I don't know about you but I had this prevailing thought that if I just juggled everything right, I could do it all.
I could do my job and run a side business. I could eat delicious garbage and maintain a six-pack. I could hang with my friends, find a spicy girlfriend, and make time for my family. But that's not all - if I act now, I could keep a dish-free kitchen sink, finish some no-stress taxes, and empty my Netflix queue! I could be The One to achieve work-life balance - the Neo of Productivity.
But I'm starting to think I can't. Neither can you. And that's kind of the big idea.
Oliver Burkeman's latest book, 4,000 Weeks - Time Management for Mortals, offers the alternative - surrender.
If you're lucky in this life, you get an absurdly short 4,000 weeks (or 80 years). Subconsciously, you know this as well as I do, and that's why we're rushing around to get everything done. But Burkeman argues, "The problem isn’t exactly that these techniques and products don’t work. It’s that they do work - in the sense that you’ll get more done, race to more meetings, ferry your kids to more after-school activities, generate more profit for your employer - and yet, paradoxically, you only feel busier, more anxious, and somehow emptier as a result."
And even if we could spin all the plates perfectly, the saying goes, "If you want to make God laugh, make a plan."
Getting everything done feels like a noble effort. We're trying to avoid the need to make a decision. Basically, why do one thing when I can do them all!?
Burkeman writes: "We push ourselves harder, chasing fantasies of the perfect work-life balance; or we implement time management systems that promise to make time for everything, so that tough choices won’t be required. Or we procrastinate, which is another means of maintaining the feeling of omnipotent control over life - because you needn’t risk the upsetting experience of failing at an intimidating project, obviously, if you never even start it. We gill our minds with busyness and distraction to numb ourselves emotionally. (“We labour at our daily work more ardently and thoughtlessly than is necessary to sustain our life," wrote Nietzsche, “because to us it is even more necessary not to have leisure to stop and think. Haste is universal because everyone is in flight from himself.”) Or we plan compulsively, because the alternative is to confront how little control over the future we really have."

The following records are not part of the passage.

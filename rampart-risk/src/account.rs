use rampart_core::{AccountId, Price, Quantity};
use serde::Serialize;

use crate::{RiskError, RiskResult};

/// Cash, position and drawdown bookkeeping for one independent account.
///
/// Net worth is always derived from the balance, the shares held and the last marked price.
/// The kill switch can only be flipped by [`RiskManager::update_drawdown_state`].
///
/// [`RiskManager::update_drawdown_state`]: crate::RiskManager::update_drawdown_state
#[derive(Clone, Debug, PartialEq, Serialize)]
pub struct AccountState {
    account_id: AccountId,
    balance: Price,
    shares_held: Quantity,
    current_price: Price,
    entry_price: Option<Price>,
    highest_balance_seen: Price,
    min_balance_seen: Price,
    kill_switch_active: bool,
}

impl AccountState {
    pub fn new(account_id: impl Into<AccountId>, initial_balance: Price) -> RiskResult<Self> {
        let account_id = account_id.into();
        if !initial_balance.is_finite() || initial_balance < 0.0 {
            return Err(RiskError::InvalidBalance {
                account: account_id,
                balance: initial_balance,
            });
        }
        Ok(Self {
            account_id,
            balance: initial_balance,
            shares_held: 0.0,
            current_price: 0.0,
            entry_price: None,
            highest_balance_seen: initial_balance,
            min_balance_seen: initial_balance,
            kill_switch_active: false,
        })
    }

    #[must_use]
    pub fn account_id(&self) -> &str {
        &self.account_id
    }

    #[must_use]
    pub fn balance(&self) -> Price {
        self.balance
    }

    #[must_use]
    pub fn shares_held(&self) -> Quantity {
        self.shares_held
    }

    #[must_use]
    pub fn current_price(&self) -> Price {
        self.current_price
    }

    #[must_use]
    pub fn entry_price(&self) -> Option<Price> {
        self.entry_price
    }

    #[must_use]
    pub fn highest_balance_seen(&self) -> Price {
        self.highest_balance_seen
    }

    #[must_use]
    pub fn min_balance_seen(&self) -> Price {
        self.min_balance_seen
    }

    #[must_use]
    pub fn is_halted(&self) -> bool {
        self.kill_switch_active
    }

    /// Cash plus the mark-to-market value of the held shares.
    #[must_use]
    pub fn net_worth(&self) -> Price {
        self.balance + self.shares_held * self.current_price
    }

    /// Fractional decline of net worth from the session peak (0 when the peak is zero).
    #[must_use]
    pub fn drawdown(&self) -> f64 {
        if self.highest_balance_seen <= 0.0 {
            return 0.0;
        }
        ((self.highest_balance_seen - self.net_worth()) / self.highest_balance_seen).max(0.0)
    }

    /// Record the latest market price for the held position.
    pub fn mark_price(&mut self, price: Price) {
        if price.is_finite() && price > 0.0 {
            self.current_price = price;
        }
    }

    /// Spend up to `notional` of cash on shares at `price`, paying a proportional fee.
    ///
    /// Returns the number of shares acquired.
    pub fn apply_buy(&mut self, notional: Price, price: Price, fee_rate: f64) -> Quantity {
        self.mark_price(price);
        if !(price.is_finite() && price > 0.0) || !notional.is_finite() || notional <= 0.0 {
            return 0.0;
        }
        let notional = notional.min(self.balance);
        if notional <= 0.0 {
            return 0.0;
        }
        let shares = notional / price * (1.0 - fee_rate);
        let previous_cost = self.entry_price.unwrap_or(price) * self.shares_held;
        self.balance -= notional;
        self.shares_held += shares;
        self.entry_price = Some((previous_cost + price * shares) / self.shares_held);
        shares
    }

    /// Liquidate the whole position at `price`, net of the proportional fee.
    ///
    /// Returns the cash received.
    pub fn apply_sell(&mut self, price: Price, fee_rate: f64) -> Price {
        self.mark_price(price);
        if self.shares_held <= 0.0 || !(price.is_finite() && price > 0.0) {
            return 0.0;
        }
        let proceeds = self.shares_held * price * (1.0 - fee_rate);
        self.balance += proceeds;
        self.shares_held = 0.0;
        self.entry_price = None;
        proceeds
    }

    pub(crate) fn observe_net_worth(&mut self) -> Price {
        let net_worth = self.net_worth();
        self.highest_balance_seen = self.highest_balance_seen.max(net_worth);
        self.min_balance_seen = self.min_balance_seen.min(net_worth);
        net_worth
    }

    pub(crate) fn set_kill_switch(&mut self, active: bool) {
        self.kill_switch_active = active;
    }
}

While the inevitability of oblivion makes you feel like you need to squeeze every bit of juice out of every second, trying to do so only takes you out of it. If you spend every present moment worrying and planning the future, were you ever really here?
So what do we do after we surrender?
Be here now. Accept that you can only do so much. And then go do it.
Oh, and read Oliver Burkeman's book. My little email could never capture the entire brilliance of his work.